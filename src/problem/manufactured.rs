//! Manufactured solutions with closed-form derivatives.
//!
//! Every solution is separable, `u(x, t) = T(t) * prod_a phi_a(xi_a)`, with
//! `xi = (x - origin) / length` the normalised coordinate. The forcing that
//! makes `u` exact is derived from the analytic derivatives.

use std::f64::consts::PI;

use serde::{Deserialize, Serialize};

use super::Forcing;
use crate::error::{PdeError, Result};
use crate::field::Field;
use crate::grid::{Geometry, Grid, MAX_DIM, Side};

fn default_modes() -> u32 {
    1
}

/// Closed set of manufactured solutions.
#[derive(Debug, Clone, PartialEq, Serialize, Deserialize)]
#[serde(tag = "kind", rename_all = "kebab-case")]
pub enum ManufacturedSolution {
    /// `u = xi_0`. Steady, reproduced exactly by second-order stencils.
    Linear,
    /// `u = e^{-t} prod sin(m pi xi_a)`. Vanishes on every face.
    SineProduct {
        #[serde(default = "default_modes")]
        modes: u32,
    },
    /// `u = e^{-t} prod cos(m pi xi_a)`. Zero normal derivative on every face.
    CosineProduct {
        #[serde(default = "default_modes")]
        modes: u32,
    },
    /// `u = e^{-t} prod (1 + xi_a)`. Exact in space, used for temporal studies.
    Bilinear,
}

/// Value and derivatives of a solution at one point.
#[derive(Debug, Clone, Copy, PartialEq)]
pub struct Evaluation {
    pub value: f64,
    pub time_derivative: f64,
    pub gradient: [f64; MAX_DIM],
    pub laplacian: f64,
}

impl ManufacturedSolution {
    pub fn name(&self) -> &'static str {
        match self {
            ManufacturedSolution::Linear => "linear",
            ManufacturedSolution::SineProduct { .. } => "sine-product",
            ManufacturedSolution::CosineProduct { .. } => "cosine-product",
            ManufacturedSolution::Bilinear => "bilinear",
        }
    }

    /// `(T, T')` at time `t`.
    fn time_factor(&self, t: f64) -> (f64, f64) {
        match self {
            ManufacturedSolution::Linear => (1.0, 0.0),
            _ => {
                let e = (-t).exp();
                (e, -e)
            }
        }
    }

    /// `(phi, phi', phi'')` with derivatives taken in the normalised coordinate.
    fn axis_factor(&self, axis: usize, xi: f64) -> (f64, f64, f64) {
        match *self {
            ManufacturedSolution::Linear if axis == 0 => (xi, 1.0, 0.0),
            ManufacturedSolution::Linear => (1.0, 0.0, 0.0),
            ManufacturedSolution::SineProduct { modes } => {
                let w = modes as f64 * PI;
                let (s, c) = (w * xi).sin_cos();
                (s, w * c, -w * w * s)
            }
            ManufacturedSolution::CosineProduct { modes } => {
                let w = modes as f64 * PI;
                let (s, c) = (w * xi).sin_cos();
                (c, -w * s, -w * w * c)
            }
            ManufacturedSolution::Bilinear => (1.0 + xi, 1.0, 0.0),
        }
    }

    pub fn evaluate(&self, geometry: &Geometry, x: [f64; MAX_DIM], t: f64) -> Evaluation {
        let xi = geometry.normalized(x);
        let dim = geometry.dim;
        let mut phi = [1.0; MAX_DIM];
        let mut dphi = [0.0; MAX_DIM];
        let mut d2phi = [0.0; MAX_DIM];
        for a in 0..dim {
            let (p, dp, d2p) = self.axis_factor(a, xi[a]);
            let l = geometry.length[a];
            phi[a] = p;
            dphi[a] = dp / l;
            d2phi[a] = d2p / (l * l);
        }

        let others = |skip: usize| -> f64 {
            (0..dim).filter(|&b| b != skip).map(|b| phi[b]).product()
        };

        let (tf, dtf) = self.time_factor(t);
        let space: f64 = phi[..dim].iter().product();
        let mut gradient = [0.0; MAX_DIM];
        let mut laplacian = 0.0;
        for a in 0..dim {
            let rest = others(a);
            gradient[a] = tf * dphi[a] * rest;
            laplacian += tf * d2phi[a] * rest;
        }

        Evaluation {
            value: tf * space,
            time_derivative: dtf * space,
            gradient,
            laplacian,
        }
    }
}

/// Diffusion coefficient as a function of position.
#[derive(Debug, Clone, Copy, PartialEq, Serialize, Deserialize)]
#[serde(rename_all = "kebab-case")]
pub enum Diffusivity {
    Constant(f64),
    /// `kappa = base * (1 + amplitude * prod sin(2 pi xi_a))`.
    Sinusoidal { base: f64, amplitude: f64 },
}

impl Default for Diffusivity {
    fn default() -> Self {
        Diffusivity::Constant(1.0)
    }
}

impl Diffusivity {
    pub fn validate(&self) -> Result<()> {
        match *self {
            Diffusivity::Constant(k) if k.is_finite() && k > 0.0 => Ok(()),
            Diffusivity::Constant(k) => Err(PdeError::config(format!(
                "diffusivity must be positive, got {k}"
            ))),
            Diffusivity::Sinusoidal { base, amplitude }
                if base.is_finite() && base > 0.0 && amplitude.abs() < 1.0 =>
            {
                Ok(())
            }
            Diffusivity::Sinusoidal { base, amplitude } => Err(PdeError::config(format!(
                "sinusoidal diffusivity needs base > 0 and |amplitude| < 1, got base={base} amplitude={amplitude}"
            ))),
        }
    }

    pub fn is_constant(&self) -> bool {
        matches!(self, Diffusivity::Constant(_))
    }

    pub fn value(&self, geometry: &Geometry, x: [f64; MAX_DIM]) -> f64 {
        match *self {
            Diffusivity::Constant(k) => k,
            Diffusivity::Sinusoidal { base, amplitude } => {
                let xi = geometry.normalized(x);
                let s: f64 = (0..geometry.dim).map(|a| (2.0 * PI * xi[a]).sin()).product();
                base * (1.0 + amplitude * s)
            }
        }
    }

    pub fn gradient(&self, geometry: &Geometry, x: [f64; MAX_DIM]) -> [f64; MAX_DIM] {
        let mut g = [0.0; MAX_DIM];
        if let Diffusivity::Sinusoidal { base, amplitude } = *self {
            let xi = geometry.normalized(x);
            for a in 0..geometry.dim {
                let rest: f64 = (0..geometry.dim)
                    .filter(|&b| b != a)
                    .map(|b| (2.0 * PI * xi[b]).sin())
                    .product();
                let w = 2.0 * PI / geometry.length[a];
                g[a] = base * amplitude * w * (2.0 * PI * xi[a]).cos() * rest;
            }
        }
        g
    }

    /// Upper bound of the coefficient over the domain.
    pub fn max_value(&self) -> f64 {
        match *self {
            Diffusivity::Constant(k) => k,
            Diffusivity::Sinusoidal { base, amplitude } => base * (1.0 + amplitude.abs()),
        }
    }
}

/// A manufactured solution together with the coefficients of the equation
/// `u_t = div(kappa grad u) - v . grad u + f`.
///
/// In steady mode the solution is frozen at `t = 0` and the source is
/// `f = -L u`.
#[derive(Debug, Clone, PartialEq)]
pub struct ManufacturedProblem {
    pub solution: ManufacturedSolution,
    pub diffusivity: Diffusivity,
    pub velocity: [f64; MAX_DIM],
    pub geometry: Geometry,
    pub steady: bool,
}

impl ManufacturedProblem {
    fn time(&self, t: f64) -> f64 {
        if self.steady { 0.0 } else { t }
    }

    pub fn exact(&self, x: [f64; MAX_DIM], t: f64) -> f64 {
        self.solution.evaluate(&self.geometry, x, self.time(t)).value
    }

    pub fn exact_field<'g>(&self, grid: &'g Grid, t: f64) -> Field<'g> {
        Field::from_fn(grid, |x| self.exact(x, t))
    }

    /// `L u = kappa lap(u) + grad(kappa) . grad(u) - v . grad(u)` for the exact solution.
    pub fn exact_operator(&self, x: [f64; MAX_DIM], t: f64) -> f64 {
        let e = self.solution.evaluate(&self.geometry, x, self.time(t));
        let kappa = self.diffusivity.value(&self.geometry, x);
        let dk = self.diffusivity.gradient(&self.geometry, x);
        let mut lu = kappa * e.laplacian;
        for a in 0..self.geometry.dim {
            lu += (dk[a] - self.velocity[a]) * e.gradient[a];
        }
        lu
    }
}

impl Forcing for ManufacturedProblem {
    fn source(&self, x: [f64; MAX_DIM], t: f64) -> f64 {
        let lu = self.exact_operator(x, t);
        if self.steady {
            -lu
        } else {
            let e = self.solution.evaluate(&self.geometry, x, t);
            e.time_derivative - lu
        }
    }

    fn dirichlet(&self, x: [f64; MAX_DIM], t: f64) -> f64 {
        self.exact(x, t)
    }

    fn neumann(&self, x: [f64; MAX_DIM], t: f64, axis: usize, side: Side) -> f64 {
        let e = self.solution.evaluate(&self.geometry, x, self.time(t));
        side.normal_sign() * e.gradient[axis]
    }
}
//! Problem descriptions and the data that drives a solve.

mod manufactured;

use std::fs::File;
use std::io::BufReader;
use std::path::Path;

use serde::{Deserialize, Serialize};

use crate::error::{PdeError, Result};
use crate::grid::{AxisSpec, Grid, MAX_DIM, Side};
use crate::operator::{Coefficients, FaceAveraging, PdeKind};
use crate::solver::SolverConfig;
use crate::time::TimeConfig;

pub use manufactured::{Diffusivity, Evaluation, ManufacturedProblem, ManufacturedSolution};

/// Source term and boundary data of an equation `u_t = L u + f`.
pub trait Forcing: Sync {
    fn source(&self, x: [f64; MAX_DIM], t: f64) -> f64;

    /// Prescribed value on Dirichlet faces.
    fn dirichlet(&self, x: [f64; MAX_DIM], t: f64) -> f64;

    /// Prescribed outward normal derivative on Neumann faces.
    fn neumann(&self, x: [f64; MAX_DIM], t: f64, axis: usize, side: Side) -> f64;
}

/// A complete, immutable description of one run.
///
/// Absent `time` means a steady problem `-L u = f`.
#[derive(Debug, Clone, PartialEq, Serialize, Deserialize)]
pub struct Problem {
    pub name: String,
    /// Operator tag, parsed into [`PdeKind`].
    pub pde: String,
    #[serde(default)]
    pub diffusivity: Diffusivity,
    #[serde(default, skip_serializing_if = "Vec::is_empty")]
    pub velocity: Vec<f64>,
    #[serde(default)]
    pub kappa_averaging: FaceAveraging,
    pub axes: Vec<AxisSpec>,
    pub solution: ManufacturedSolution,
    #[serde(default)]
    pub solver: SolverConfig,
    #[serde(default, skip_serializing_if = "Option::is_none")]
    pub time: Option<TimeConfig>,
}

impl Problem {
    /// Parse and validate a JSON problem description.
    pub fn from_json(text: &str) -> Result<Self> {
        let problem: Problem = serde_json::from_str(text)?;
        problem.validate()?;
        Ok(problem)
    }

    /// Load and validate a problem file.
    pub fn load(path: &Path) -> Result<Self> {
        let file = File::open(path).map_err(|source| PdeError::Io {
            path: path.to_path_buf(),
            source,
        })?;
        let problem: Problem = serde_json::from_reader(BufReader::new(file))?;
        problem.validate()?;
        Ok(problem)
    }

    pub fn to_json_pretty(&self) -> Result<String> {
        Ok(serde_json::to_string_pretty(self)?)
    }

    pub fn kind(&self) -> Result<PdeKind> {
        self.pde.parse()
    }

    pub fn is_steady(&self) -> bool {
        self.time.is_none()
    }

    /// Check every constraint that can be checked without assembling.
    pub fn validate(&self) -> Result<()> {
        let kind = self.kind()?;
        // Builds the grid only for its checks.
        let grid = Grid::new(&self.axes)?;

        self.diffusivity.validate()?;
        if self.velocity.len() > grid.dim() {
            return Err(PdeError::config(format!(
                "velocity has {} components but the grid has {} axes",
                self.velocity.len(),
                grid.dim()
            )));
        }
        if self.velocity.iter().any(|v| !v.is_finite()) {
            return Err(PdeError::config("velocity must be finite"));
        }
        match kind {
            PdeKind::Diffusion if !self.diffusivity.is_constant() => {
                return Err(PdeError::config(
                    "diffusion requires a constant diffusivity; use variable-diffusion",
                ));
            }
            PdeKind::Diffusion | PdeKind::VariableDiffusion
                if self.velocity.iter().any(|v| *v != 0.0) =>
            {
                return Err(PdeError::config(format!(
                    "{kind} does not take a velocity; use advection-diffusion"
                )));
            }
            _ => {}
        }

        self.solver.validate()?;
        match &self.time {
            Some(time) => time.validate()?,
            None if !grid.has_dirichlet_face() => {
                return Err(PdeError::config(
                    "a steady problem needs at least one Dirichlet face",
                ));
            }
            None => {}
        }
        Ok(())
    }

    pub fn grid(&self) -> Result<Grid> {
        Grid::new(&self.axes)
    }

    pub fn coefficients(&self) -> Coefficients {
        let mut velocity = [0.0; MAX_DIM];
        for (v, c) in velocity.iter_mut().zip(&self.velocity) {
            *v = *c;
        }
        Coefficients {
            diffusivity: self.diffusivity,
            velocity,
            averaging: self.kappa_averaging,
        }
    }

    /// Exact solution and forcing for this problem on `grid`.
    pub fn manufactured(&self, grid: &Grid) -> ManufacturedProblem {
        let coeffs = self.coefficients();
        ManufacturedProblem {
            solution: self.solution.clone(),
            diffusivity: coeffs.diffusivity,
            velocity: coeffs.velocity,
            geometry: grid.geometry(),
            steady: self.is_steady(),
        }
    }

    /// Copy with every axis resolution multiplied by `factor`.
    pub fn refined(&self, factor: usize) -> Problem {
        let mut out = self.clone();
        for axis in &mut out.axes {
            axis.cells *= factor;
        }
        out
    }

    /// Copy with a different number of uniform time steps.
    pub fn with_steps(&self, steps: usize) -> Problem {
        let mut out = self.clone();
        if let Some(time) = &mut out.time {
            time.steps = steps;
            time.adaptive = None;
        }
        out
    }
}
use std::fs;
use std::path::PathBuf;
use std::process::ExitCode;

use anyhow::{Context, Result};
use clap::Args;
use pdelab::CancelToken;
use pdelab::convergence::{render_markdown, run_suite, standard_suite};
use tracing::{info, warn};

use super::EXIT_VERIFICATION_FAILED;

#[derive(Args)]
pub struct VerifyArgs {
    /// Write a Markdown report to this file
    #[arg(short, long)]
    pub report: Option<PathBuf>,

    /// Two refinement levels per study instead of three
    #[arg(long)]
    pub quick: bool,
}

pub fn execute(args: VerifyArgs) -> Result<ExitCode> {
    let studies = standard_suite(args.quick);
    info!(studies = studies.len(), quick = args.quick, "verification started");
    let reports = run_suite(&studies, &CancelToken::new());

    println!(
        "{:<26} {:>8} {:>10} {:>10} {:>8}  result",
        "study", "expected", "observed", "fitted", "R^2"
    );
    for r in &reports {
        let fmt = |v: Option<f64>| v.map_or_else(|| "-".to_string(), |v| format!("{v:.3}"));
        println!(
            "{:<26} {:>8} {:>10} {:>10} {:>8}  {}",
            r.name,
            r.expected_order,
            fmt(r.finest_order()),
            fmt(r.fitted.map(|f| f.slope)),
            fmt(r.fitted.map(|f| f.r_squared)),
            if r.passed { "pass" } else { "FAIL" },
        );
    }

    if let Some(path) = &args.report {
        fs::write(path, render_markdown(&reports))
            .with_context(|| format!("cannot write report {}", path.display()))?;
        info!(path = %path.display(), "report written");
    }

    let failed: Vec<&str> = reports
        .iter()
        .filter(|r| !r.passed)
        .map(|r| r.name.as_str())
        .collect();
    if failed.is_empty() {
        info!("all studies passed");
        Ok(ExitCode::SUCCESS)
    } else {
        warn!(failed = ?failed, "verification failed");
        Ok(ExitCode::from(EXIT_VERIFICATION_FAILED))
    }
}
※
▶ _Work task_: Please transcribe the data exactly from its first line. End with the line that contains "let e = (-t).exp();".

▶ _Expected answer_:
filename src/problem/manufactured.rs
//! Manufactured solutions with closed-form derivatives.
//!
//! Every solution is separable, `u(x, t) = T(t) * prod_a phi_a(xi_a)`, with
//! `xi = (x - origin) / length` the normalised coordinate. The forcing that
//! makes `u` exact is derived from the analytic derivatives.

use std::f64::consts::PI;

use serde::{Deserialize, Serialize};

use super::Forcing;
use crate::error::{PdeError, Result};
use crate::field::Field;
use crate::grid::{Geometry, Grid, MAX_DIM, Side};

fn default_modes() -> u32 {
    1
}

/// Closed set of manufactured solutions.
#[derive(Debug, Clone, PartialEq, Serialize, Deserialize)]
#[serde(tag = "kind", rename_all = "kebab-case")]
pub enum ManufacturedSolution {
    /// `u = xi_0`. Steady, reproduced exactly by second-order stencils.
    Linear,
    /// `u = e^{-t} prod sin(m pi xi_a)`. Vanishes on every face.
    SineProduct {
        #[serde(default = "default_modes")]
        modes: u32,
    },
    /// `u = e^{-t} prod cos(m pi xi_a)`. Zero normal derivative on every face.
    CosineProduct {
        #[serde(default = "default_modes")]
        modes: u32,
    },
    /// `u = e^{-t} prod (1 + xi_a)`. Exact in space, used for temporal studies.
    Bilinear,
}

/// Value and derivatives of a solution at one point.
#[derive(Debug, Clone, Copy, PartialEq)]
pub struct Evaluation {
    pub value: f64,
    pub time_derivative: f64,
    pub gradient: [f64; MAX_DIM],
    pub laplacian: f64,
}

impl ManufacturedSolution {
    pub fn name(&self) -> &'static str {
        match self {
            ManufacturedSolution::Linear => "linear",
            ManufacturedSolution::SineProduct { .. } => "sine-product",
            ManufacturedSolution::CosineProduct { .. } => "cosine-product",
            ManufacturedSolution::Bilinear => "bilinear",
        }
    }

    /// `(T, T')` at time `t`.
    fn time_factor(&self, t: f64) -> (f64, f64) {
        match self {
            ManufacturedSolution::Linear => (1.0, 0.0),
            _ => {
                let e = (-t).exp();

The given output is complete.